Recombinant Fusion Allergens, Cry j 1 and Cry j 2 from Japanese Cedar Pollen, Conjugated with Polyethylene Glycol Potentiate the Attenuation of Cry j 1-Specific IgE Production in Cry j 1-Sensitized Mice and Japanese Cedar Pollen Allergen-Sensitized Monkeys.

Background: Japanese cedar (Cryptomeria japonica) pollinosis is the most prevalent seasonal rhinitis in Japan. A standardized Japanese cedar pollen extract (CPE) containing 1.5-4.2 μg of Cry j 1 is currently the highest-concentration extract available for allergen-specific immunotherapy (SIT) against this pollinosis. Therefore, we developed a PEGylated fusion protein as a more effective SIT vaccine against Japanese cedar pollinosis.

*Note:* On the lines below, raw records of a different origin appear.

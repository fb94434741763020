//! Onboarding and chat transitions for one inbound direct message.
//!
//! `advance` is synchronous and mutates the record in place; the caller holds
//! the store's lock for its duration, so no other task ever observes a
//! half-applied transition. Model calls are described by [`Step::Chat`] and
//! performed by the caller afterwards.

use crate::api_types::ChatMessage;
use crate::history::HistoryWindowBuilder;
use crate::llm::CompletionParams;
use crate::prompts::{ContextAssembler, ModelParams};
use crate::quick_replies::QuickReplies;
use crate::replies;
use rand::Rng;
use sienna_core::record::{validate_name, MIN_ONBOARDING_AGE};
use sienna_core::{Language, OnboardingState, Turn, UserRecord};

/// Ages above this are treated as typos.
pub const MAX_AGE: u32 = 120;

#[derive(Debug, Clone, PartialEq)]
pub enum Step {
    /// Deliver these segments; the record is unchanged.
    Reply(Vec<String>),
    /// The record changed; persist it, then deliver these segments.
    Advanced(Vec<String>),
    /// The user turn has been appended; ask the model.
    Chat(ChatRequest),
}

impl Step {
    pub fn mutated(&self) -> bool {
        !matches!(self, Step::Reply(_))
    }
}

#[derive(Debug, Clone, PartialEq)]
pub struct ChatRequest {
    pub system: String,
    pub messages: Vec<ChatMessage>,
    pub params: CompletionParams,
    pub language: Language,
}

#[derive(Debug, Clone, Default)]
pub struct ConversationStateMachine {
    history: HistoryWindowBuilder,
    quick: QuickReplies,
    params: ModelParams,
}

impl ConversationStateMachine {
    pub fn new(history: HistoryWindowBuilder, params: ModelParams) -> Self {
        Self {
            history,
            quick: QuickReplies,
            params,
        }
    }

    pub fn advance<R: Rng + ?Sized>(&self, record: &mut UserRecord, input: &str, rng: &mut R) -> Step {
        match record.profile.state {
            OnboardingState::WaitingLanguage => match Language::from_choice(input) {
                Some(language) => {
                    record.profile.language = Some(language);
                    record.profile.state = OnboardingState::WaitingUserName;
                    Step::Advanced(replies::language_selected(language))
                }
                None => Step::Reply(vec![replies::language_unrecognized()]),
            },

            OnboardingState::WaitingUserName => {
                let language = record.language();
                match validate_name(input) {
                    Some(name) => {
                        let segments = replies::name_accepted(language, &name);
                        record.profile.display_name = Some(name);
                        record.profile.state = OnboardingState::WaitingAge;
                        Step::Advanced(segments)
                    }
                    None => Step::Reply(vec![replies::name_invalid(language)]),
                }
            }

            OnboardingState::WaitingAge => {
                let language = record.language();
                match parse_age(input) {
                    AgeInput::Accepted(age) => {
                        record.profile.age = Some(age);
                        record.profile.state = OnboardingState::WaitingBotName;
                        Step::Advanced(replies::age_accepted(language, age))
                    }
                    AgeInput::TooYoung => Step::Reply(vec![replies::age_too_young(language)]),
                    AgeInput::Invalid => Step::Reply(vec![replies::age_not_a_number(language)]),
                }
            }

            OnboardingState::WaitingBotName => {
                let language = record.language();
                match validate_name(input) {
                    Some(name) => {
                        record.profile.companion_name = name;
                        record.profile.activated = true;
                        record.profile.state = OnboardingState::Normal;
                        Step::Advanced(replies::companion_named(language, &record.profile))
                    }
                    None => Step::Reply(vec![replies::companion_name_invalid(language)]),
                }
            }

            OnboardingState::Normal => self.chat(record, input, rng),
        }
    }

    fn chat<R: Rng + ?Sized>(&self, record: &mut UserRecord, input: &str, rng: &mut R) -> Step {
        let language = record.language();
        if !record.profile.activated {
            return Step::Reply(vec![replies::not_activated(language)]);
        }
        if let Some(reply) = self.quick.lookup(language, input, rng) {
            return Step::Reply(vec![reply.to_string()]);
        }

        record.conversation_log.push(Turn::user(input));
        let window = self.history.build(&record.conversation_log, rng);
        Step::Chat(ChatRequest {
            system: ContextAssembler::system_prompt(&record.profile, language),
            messages: window.iter().map(ChatMessage::from).collect(),
            params: self.params.for_profile(&record.profile),
            language,
        })
    }
}

enum AgeInput {
    Accepted(u32),
    TooYoung,
    Invalid,
}

fn parse_age(input: &str) -> AgeInput {
    match input.trim().parse::<i64>() {
        Ok(age) if age < i64::from(MIN_ONBOARDING_AGE) => AgeInput::TooYoung,
        Ok(age) if age <= i64::from(MAX_AGE) => AgeInput::Accepted(age as u32),
        _ => AgeInput::Invalid,
    }
}
use serde::Serialize;
use sienna_core::{timefmt, UserRecord};
use std::collections::HashMap;
use std::path::{Path, PathBuf};
use std::sync::atomic::{AtomicU64, Ordering};
use std::sync::{Mutex, RwLock};
use std::time::SystemTime;

#[derive(Debug, thiserror::Error)]
pub enum StoreError {
    #[error("invalid user id {0:?}")]
    InvalidUserId(String),
    #[error("no record loaded for user {0}")]
    UnknownUser(String),
    #[error("I/O error on {}: {source}", path.display())]
    Io {
        path: PathBuf,
        #[source]
        source: std::io::Error,
    },
    #[error("corrupt record file {}: {source}", path.display())]
    Corrupt {
        path: PathBuf,
        #[source]
        source: serde_json::Error,
    },
}

impl StoreError {
    fn io(path: &Path, source: std::io::Error) -> Self {
        Self::Io {
            path: path.to_path_buf(),
            source,
        }
    }
}

/// On-disk envelope: the record's blocks plus a `last_save` stamp.
#[derive(Serialize)]
struct RecordFile<'a> {
    #[serde(flatten)]
    record: &'a UserRecord,
    last_save: String,
}

/// File-backed table of user records, one `<user_id>.json` per user.
///
/// The in-memory table is authoritative for the bot; the files are the
/// synchronization boundary with the dashboard. Locks are never held across
/// an await: mutations happen under the lock, I/O happens on a snapshot.
///
/// Known limitation: a dashboard edit that is on disk but not yet reloaded
/// when a save runs is overwritten by that save. Re-stamping the tracked
/// mtime after each save only prevents the bot from re-detecting its own
/// writes.
pub struct UserRecordStore {
    dir: PathBuf,
    default_companion: String,
    records: RwLock<HashMap<String, UserRecord>>,
    mtimes: Mutex<HashMap<String, SystemTime>>,
    write_seq: AtomicU64,
}

impl UserRecordStore {
    pub fn new<P: AsRef<Path>>(dir: P, default_companion: &str) -> Self {
        Self {
            dir: dir.as_ref().to_path_buf(),
            default_companion: default_companion.to_string(),
            records: RwLock::new(HashMap::new()),
            mtimes: Mutex::new(HashMap::new()),
            write_seq: AtomicU64::new(0),
        }
    }

    pub fn data_dir(&self) -> &Path {
        &self.dir
    }

    pub fn path_for(&self, user_id: &str) -> Result<PathBuf, StoreError> {
        validate_user_id(user_id)?;
        Ok(self.dir.join(format!("{user_id}.json")))
    }

    /// A default record for a user seen for the first time.
    pub fn fresh_record(&self) -> UserRecord {
        UserRecord::fresh(&self.default_companion)
    }

    // ------------------------------------------------------------------
    // Loading
    // ------------------------------------------------------------------

    /// Load every `<user_id>.json` in the data directory into memory.
    ///
    /// A corrupt or unreadable file is logged and skipped; it does not stop
    /// the rest of the load. Returns the number of records loaded.
    pub async fn load_all(&self) -> Result<usize, StoreError> {
        tokio::fs::create_dir_all(&self.dir)
            .await
            .map_err(|e| StoreError::io(&self.dir, e))?;

        let mut entries = tokio::fs::read_dir(&self.dir)
            .await
            .map_err(|e| StoreError::io(&self.dir, e))?;

        let mut count = 0;
        loop {
            let entry = match entries.next_entry().await {
                Ok(Some(entry)) => entry,
                Ok(None) => break,
                Err(e) => {
                    tracing::warn!("Stopped listing {}: {}", self.dir.display(), e);
                    break;
                }
            };
            let path = entry.path();
            let Some(user_id) = user_id_from_path(&path) else {
                continue;
            };
            match read_record_file(&path).await {
                Ok((record, mtime)) => {
                    self.write_records().insert(user_id.clone(), record);
                    self.lock_mtimes().insert(user_id, mtime);
                    count += 1;
                }
                Err(e) => tracing::warn!("Skipping record for {}: {}", user_id, e),
            }
        }

        tracing::info!("Loaded {} user records from {}", count, self.dir.display());
        Ok(count)
    }

    /// Return the user's record, reading its file on a cache miss.
    ///
    /// A user with no file gets a fresh default record, which is persisted
    /// immediately.
    pub async fn load_one(&self, user_id: &str) -> Result<UserRecord, StoreError> {
        if let Some(record) = self.cached_or_file(user_id).await? {
            return Ok(record);
        }
        let record = self
            .write_records()
            .entry(user_id.to_string())
            .or_insert_with(|| self.fresh_record())
            .clone();
        tracing::info!("Initialized new record for user {}", user_id);
        self.save_one(user_id).await?;
        Ok(record)
    }

    /// Like [`load_one`](Self::load_one) but never creates anything: a user
    /// with neither an in-memory record nor a file is `UnknownUser`.
    pub async fn load_existing(&self, user_id: &str) -> Result<UserRecord, StoreError> {
        self.cached_or_file(user_id)
            .await?
            .ok_or_else(|| StoreError::UnknownUser(user_id.to_string()))
    }

    async fn cached_or_file(&self, user_id: &str) -> Result<Option<UserRecord>, StoreError> {
        if let Some(record) = self.get(user_id) {
            return Ok(Some(record));
        }

        let path = self.path_for(user_id)?;
        match read_record_file(&path).await {
            Ok((record, mtime)) => {
                let record = self
                    .write_records()
                    .entry(user_id.to_string())
                    .or_insert(record)
                    .clone();
                self.lock_mtimes().entry(user_id.to_string()).or_insert(mtime);
                Ok(Some(record))
            }
            Err(StoreError::Io { source, .. }) if source.kind() == std::io::ErrorKind::NotFound => Ok(None),
            Err(e) => Err(e),
        }
    }

    /// Re-read a user's file after an out-of-band write and replace the
    /// in-memory record. `observed` is the mtime seen before reading; it only
    /// becomes the tracked value when the read succeeds.
    pub async fn reload(&self, user_id: &str, observed: SystemTime) -> Result<UserRecord, StoreError> {
        let path = self.path_for(user_id)?;
        let (record, _) = read_record_file(&path).await?;
        self.write_records()
            .insert(user_id.to_string(), record.clone());
        self.lock_mtimes().insert(user_id.to_string(), observed);
        Ok(record)
    }

    // ------------------------------------------------------------------
    // In-memory access
    // ------------------------------------------------------------------

    pub fn get(&self, user_id: &str) -> Option<UserRecord> {
        self.read_records().get(user_id).cloned()
    }

    pub fn contains(&self, user_id: &str) -> bool {
        self.read_records().contains_key(user_id)
    }

    /// Mutate the in-memory record in place. Returns `None` if the user is
    /// not loaded.
    pub fn update<R>(&self, user_id: &str, f: impl FnOnce(&mut UserRecord) -> R) -> Option<R> {
        self.write_records().get_mut(user_id).map(f)
    }

    pub fn insert(&self, user_id: &str, record: UserRecord) {
        self.write_records().insert(user_id.to_string(), record);
    }

    /// All loaded user ids, sorted.
    pub fn user_ids(&self) -> Vec<String> {
        let mut ids: Vec<String> = self.read_records().keys().cloned().collect();
        ids.sort();
        ids
    }

    /// Clone of every loaded record, sorted by user id.
    pub fn snapshot(&self) -> Vec<(String, UserRecord)> {
        let mut all: Vec<(String, UserRecord)> = self
            .read_records()
            .iter()
            .map(|(k, v)| (k.clone(), v.clone()))
            .collect();
        all.sort_by(|a, b| a.0.cmp(&b.0));
        all
    }

    pub fn tracked_mtime(&self, user_id: &str) -> Option<SystemTime> {
        self.lock_mtimes().get(user_id).copied()
    }

    /// Remember a file's mtime without reloading it.
    pub fn track_baseline(&self, user_id: &str, mtime: SystemTime) {
        self.lock_mtimes().insert(user_id.to_string(), mtime);
    }

    // ------------------------------------------------------------------
    // Persistence
    // ------------------------------------------------------------------

    /// Write one user's in-memory record to its file, then track the file's
    /// post-write mtime so the synchronizer does not treat it as external.
    pub async fn save_one(&self, user_id: &str) -> Result<(), StoreError> {
        let path = self.path_for(user_id)?;
        let record = self
            .get(user_id)
            .ok_or_else(|| StoreError::UnknownUser(user_id.to_string()))?;

        let body = serde_json::to_vec_pretty(&RecordFile {
            record: &record,
            last_save: timefmt::format(&timefmt::now_local()),
        })
        .map_err(|e| StoreError::Corrupt {
            path: path.clone(),
            source: e,
        })?;

        tokio::fs::create_dir_all(&self.dir)
            .await
            .map_err(|e| StoreError::io(&self.dir, e))?;

        let seq = self.write_seq.fetch_add(1, Ordering::Relaxed);
        let tmp = self.dir.join(format!(".{user_id}.json.{seq}.tmp"));
        tokio::fs::write(&tmp, &body)
            .await
            .map_err(|e| StoreError::io(&tmp, e))?;
        if let Err(e) = tokio::fs::rename(&tmp, &path).await {
            let _ = tokio::fs::remove_file(&tmp).await;
            return Err(StoreError::io(&path, e));
        }

        let mtime = tokio::fs::metadata(&path)
            .await
            .and_then(|m| m.modified())
            .map_err(|e| StoreError::io(&path, e))?;
        self.lock_mtimes().insert(user_id.to_string(), mtime);

        tracing::debug!("Saved record for user {}", user_id);
        Ok(())
    }

    /// Persist every loaded record. Failures are logged and counted, never
    /// fatal. Returns the number of records written.
    pub async fn save_all(&self) -> usize {
        let mut saved = 0;
        for user_id in self.user_ids() {
            match self.save_one(&user_id).await {
                Ok(()) => saved += 1,
                Err(e) => tracing::error!("Failed to save record for {}: {}", user_id, e),
            }
        }
        saved
    }

    /// Drop the user's in-memory record and delete its file. Idempotent.
    pub async fn delete(&self, user_id: &str) -> Result<(), StoreError> {
        let path = self.path_for(user_id)?;
        self.write_records().remove(user_id);
        self.lock_mtimes().remove(user_id);
        match tokio::fs::remove_file(&path).await {
            Ok(()) => {
                tracing::info!("Deleted record for user {}", user_id);
                Ok(())
            }
            Err(e) if e.kind() == std::io::ErrorKind::NotFound => Ok(()),
            Err(e) => Err(StoreError::io(&path, e)),
        }
    }

    // ------------------------------------------------------------------
    // Lock helpers
    // ------------------------------------------------------------------

    fn read_records(&self) -> std::sync::RwLockReadGuard<'_, HashMap<String, UserRecord>> {
        self.records.read().unwrap_or_else(|e| e.into_inner())
    }

    fn write_records(&self) -> std::sync::RwLockWriteGuard<'_, HashMap<String, UserRecord>> {
        self.records.write().unwrap_or_else(|e| e.into_inner())
    }

    fn lock_mtimes(&self) -> std::sync::MutexGuard<'_, HashMap<String, SystemTime>> {
        self.mtimes.lock().unwrap_or_else(|e| e.into_inner())
    }
}

/// Read and parse one record file. The mtime is taken before the content so
/// a write racing the read is seen again on the next poll.
pub async fn read_record_file(path: &Path) -> Result<(UserRecord, SystemTime), StoreError> {
    let mtime = tokio::fs::metadata(path)
        .await
        .and_then(|m| m.modified())
        .map_err(|e| StoreError::io(path, e))?;
    let raw = tokio::fs::read(path)
        .await
        .map_err(|e| StoreError::io(path, e))?;
    let mut record: UserRecord = serde_json::from_slice(&raw).map_err(|e| StoreError::Corrupt {
        path: path.to_path_buf(),
        source: e,
    })?;
    record.normalize();
    Ok((record, mtime))
}

/// `<dir>/<user_id>.json` → `user_id`. Temp files and foreign names yield `None`.
pub fn user_id_from_path(path: &Path) -> Option<String> {
    let name = path.file_name()?.to_str()?;
    let user_id = name.strip_suffix(".json")?;
    validate_user_id(user_id).ok()?;
    Some(user_id.to_string())
}

fn validate_user_id(user_id: &str) -> Result<(), StoreError> {
    let ok = !user_id.is_empty()
        && user_id.len() <= 64
        && user_id
            .chars()
            .all(|c| c.is_ascii_alphanumeric() || c == '_' || c == '-');
    if ok {
        Ok(())
    } else {
        Err(StoreError::InvalidUserId(user_id.to_string()))
    }
}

Methods: The fusion protein of major allergens for Japanese cedar pollen, Cry j 1 and Cry j 2, was expressed in Escherichia coli and conjugated with polyethylene glycol (PEG). The purified PEGylated Cry j 1/2 fusion protein (PEG-fusion) was subcutaneously injected four times into Cry j 1- sensitized mice and CPE-sensitized monkeys. The mice were then subcutaneously challenged with Cry j 1 and serum levels of Cry j 1-specific immunoglobulin, and the proliferation and cytokine production of splenocytes were analyzed. The monkeys were intranasally challenged with CPE and analyzed for Cry j 1-specific immunoglobulin levels in plasma.

Results: Cry j 1-specific IgE was significantly attenuated in the PEG-fusion-treated group after Cry j 1-challenge and Cry j 1-specific IgG was significantly increased following PEG-fusion treatment in mice and monkeys. Proliferation and Th2-type cytokine production in splenocytes stimulated with Cry j 1 were also reduced in PEG-fusion-treated mice. IL10 and IL2 production were reduced, but not significantly, while IFN-x03B3; was significantly increased in the PEG-fusion-treated group.

Conclusions: A high-dose injection of PEG-fusion appears to be a valid candidate for a safer and more effective vaccine than the conventional SIT extract for Japanese cedar pollinosis.